Vg1 is a maternal mRNA localized in the vegetal cortex of Xenopus laevis oocytes, that encodes a protein homologous to the mammalian growth factor TGF‐beta. Using a polyclonal antibody to a T7‐Vg1 fusion protein, we have identified the native protein. We find that a single protein of Mr 40 kd is immunoprecipitated following in vitro translation of oocyte poly(A)+ RNA, whilst two proteins of Mr 45 and 43.5 kd are immunoprecipitated from oocyte and embryo extracts. Synthesis of at least the 40 kd, in vitro, and 45 kd, in vivo, proteins is specifically inhibited following treatment of the respective systems with antisense Vg1 (but not histone H4) oligodeoxynucleotides. Tunicamycin treatment reveals the in vivo proteins to be glycosylated versions of a 40 kd protein, modified by the addition of either two or three N‐linked oligosaccharide side chains. Both proteins are sensitive to digestion by the enzyme endoglycosidase‐H, and are segregated within a membrane fraction from which they can be released by high pH treatment.

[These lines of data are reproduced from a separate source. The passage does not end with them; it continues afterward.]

//! Anchor encoding conventions.
//!
//! Anchor programs prefix instruction data with
//! `sha256("global:<snake_case_name>")[..8]` and account data with
//! `sha256("account:<TypeName>")[..8]`; the payload after the prefix is
//! Borsh (little-endian, fixed-width integers, `bool` as one byte).

use lulo_sol::Pubkey;
use sha2::{Digest, Sha256};

use crate::error::ClientError;

pub const DISCRIMINATOR_LEN: usize = 8;

/// Instruction discriminator for an IDL instruction name (camelCase or snake_case).
pub fn instruction_discriminator(name: &str) -> [u8; DISCRIMINATOR_LEN] {
    sighash("global", &to_snake_case(name))
}

/// Account discriminator for an IDL account type name.
pub fn account_discriminator(type_name: &str) -> [u8; DISCRIMINATOR_LEN] {
    sighash("account", type_name)
}

fn sighash(namespace: &str, name: &str) -> [u8; DISCRIMINATOR_LEN] {
    let mut hasher = Sha256::new();
    hasher.update(format!("{namespace}:{name}"));
    let hash = hasher.finalize();
    let mut disc = [0u8; DISCRIMINATOR_LEN];
    disc.copy_from_slice(&hash[..DISCRIMINATOR_LEN]);
    disc
}

/// `setApprover` -> `set_approver`.
pub fn to_snake_case(name: &str) -> String {
    let mut out = String::with_capacity(name.len() + 4);
    for (i, ch) in name.chars().enumerate() {
        if ch.is_ascii_uppercase() {
            if i > 0 {
                out.push('_');
            }
            out.push(ch.to_ascii_lowercase());
        } else {
            out.push(ch);
        }
    }
    out
}

// ---------------------------------------------------------------------------
// Account data cursor
// ---------------------------------------------------------------------------

/// Sequential reader over Borsh account data.
pub struct AccountReader<'a> {
    data: &'a [u8],
    cursor: usize,
}

impl<'a> AccountReader<'a> {
    /// Start reading after checking the 8-byte discriminator for `type_name`.
    pub fn new(data: &'a [u8], type_name: &str) -> Result<Self, ClientError> {
        let expected = account_discriminator(type_name);
        match data.get(..DISCRIMINATOR_LEN) {
            Some(prefix) if prefix == expected => Ok(Self {
                data,
                cursor: DISCRIMINATOR_LEN,
            }),
            Some(_) => Err(ClientError::AccountDecode(format!(
                "discriminator mismatch for {type_name}"
            ))),
            None => Err(ClientError::AccountDecode(format!(
                "{type_name} data shorter than discriminator"
            ))),
        }
    }

    fn take(&mut self, len: usize) -> Result<&'a [u8], ClientError> {
        let bytes = self
            .data
            .get(self.cursor..self.cursor + len)
            .ok_or_else(|| {
                ClientError::AccountDecode(format!(
                    "unexpected end of account data at offset {}",
                    self.cursor
                ))
            })?;
        self.cursor += len;
        Ok(bytes)
    }

    fn take_array<const N: usize>(&mut self) -> Result<[u8; N], ClientError> {
        let mut out = [0u8; N];
        out.copy_from_slice(self.take(N)?);
        Ok(out)
    }

    pub fn read_pubkey(&mut self) -> Result<Pubkey, ClientError> {
        self.take_array::<32>()
    }

    pub fn read_u64(&mut self) -> Result<u64, ClientError> {
        self.take_array::<8>().map(u64::from_le_bytes)
    }

    pub fn read_i64(&mut self) -> Result<i64, ClientError> {
        self.take_array::<8>().map(i64::from_le_bytes)
    }

    pub fn read_u8(&mut self) -> Result<u8, ClientError> {
        self.take_array::<1>().map(|b| b[0])
    }

    pub fn read_bool(&mut self) -> Result<bool, ClientError> {
        match self.read_u8()? {
            0 => Ok(false),
            1 => Ok(true),
            other => Err(ClientError::AccountDecode(format!(
                "invalid bool byte {other}"
            ))),
        }
    }
}

/// Sequential writer producing Borsh account data, discriminator first.
pub struct AccountWriter {
    buf: Vec<u8>,
}

impl AccountWriter {
    pub fn new(type_name: &str) -> Self {
        let mut buf = Vec::with_capacity(256);
        buf.extend_from_slice(&account_discriminator(type_name));
        Self { buf }
    }

    pub fn pubkey(mut self, key: &Pubkey) -> Self {
        self.buf.extend_from_slice(key);
        self
    }

    pub fn u64(mut self, value: u64) -> Self {
        self.buf.extend_from_slice(&value.to_le_bytes());
        self
    }

    pub fn i64(mut self, value: i64) -> Self {
        self.buf.extend_from_slice(&value.to_le_bytes());
        self
    }

    pub fn u8(mut self, value: u8) -> Self {
        self.buf.push(value);
        self
    }

    pub fn bool(self, value: bool) -> Self {
        self.u8(value as u8)
    }

    pub fn finish(self) -> Vec<u8> {
        self.buf
    }
}

#[cfg(test)]
mod tests {
    use super::*;

    #[test]
    fn snake_case_conversion() {
        assert_eq!(to_snake_case("setApprover"), "set_approver");
        assert_eq!(to_snake_case("feeScalar"), "fee_scalar");
        assert_eq!(to_snake_case("pay"), "pay");
        assert_eq!(to_snake_case("already_snake"), "already_snake");
    }

    #[test]
    fn instruction_discriminator_uses_snake_case_name() {
        assert_eq!(
            instruction_discriminator("setApprover"),
            instruction_discriminator("set_approver")
        );
        assert_ne!(
            instruction_discriminator("pay"),
            instruction_discriminator("redeem")
        );
    }

    #[test]
    fn instruction_discriminator_is_sha256_prefix() {
        let full = Sha256::digest(b"global:initialize");
        assert_eq!(instruction_discriminator("initialize"), full[..8]);
    }

    #[test]
    fn account_and_instruction_namespaces_differ() {
        assert_ne!(account_discriminator("pay"), instruction_discriminator("pay"));
    }

    #[test]
    fn reader_checks_discriminator() {
        let data = AccountWriter::new("Listing").u64(5).finish();
        assert!(AccountReader::new(&data, "Listing").is_ok());
        assert!(matches!(
            AccountReader::new(&data, "Contract"),
            Err(ClientError::AccountDecode(_))
        ));
        assert!(AccountReader::new(&data[..4], "Listing").is_err());
    }

    #[test]
    fn reader_reads_what_writer_wrote() {
        let key = [7u8; 32];
        let data = AccountWriter::new("Thing")
            .pubkey(&key)
            .u64(42)
            .i64(-3)
            .bool(true)
            .finish();

        let mut reader = AccountReader::new(&data, "Thing").unwrap();
        assert_eq!(reader.read_pubkey().unwrap(), key);
        assert_eq!(reader.read_u64().unwrap(), 42);
        assert_eq!(reader.read_i64().unwrap(), -3);
        assert!(reader.read_bool().unwrap());
        assert!(reader.read_u8().is_err());
    }

    #[test]
    fn reader_rejects_non_canonical_bool() {
        let data = AccountWriter::new("Flag").u8(2).finish();
        let mut reader = AccountReader::new(&data, "Flag").unwrap();
        assert!(reader.read_bool().is_err());
    }
}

Their synthesis is first detectable in stage IV oocytes and continues throughout early embryogenesis until the late gastrula. During embryogenesis the relative proportions of the two proteins change, the 45 kd protein being predominant in early embryogenesis and the 43.5 kd protein in late embryogenesis. Synthesis only occurs in the vegetal hemisphere at all stages; however, in the large oocyte diffusion of both proteins into the animal hemisphere occurs.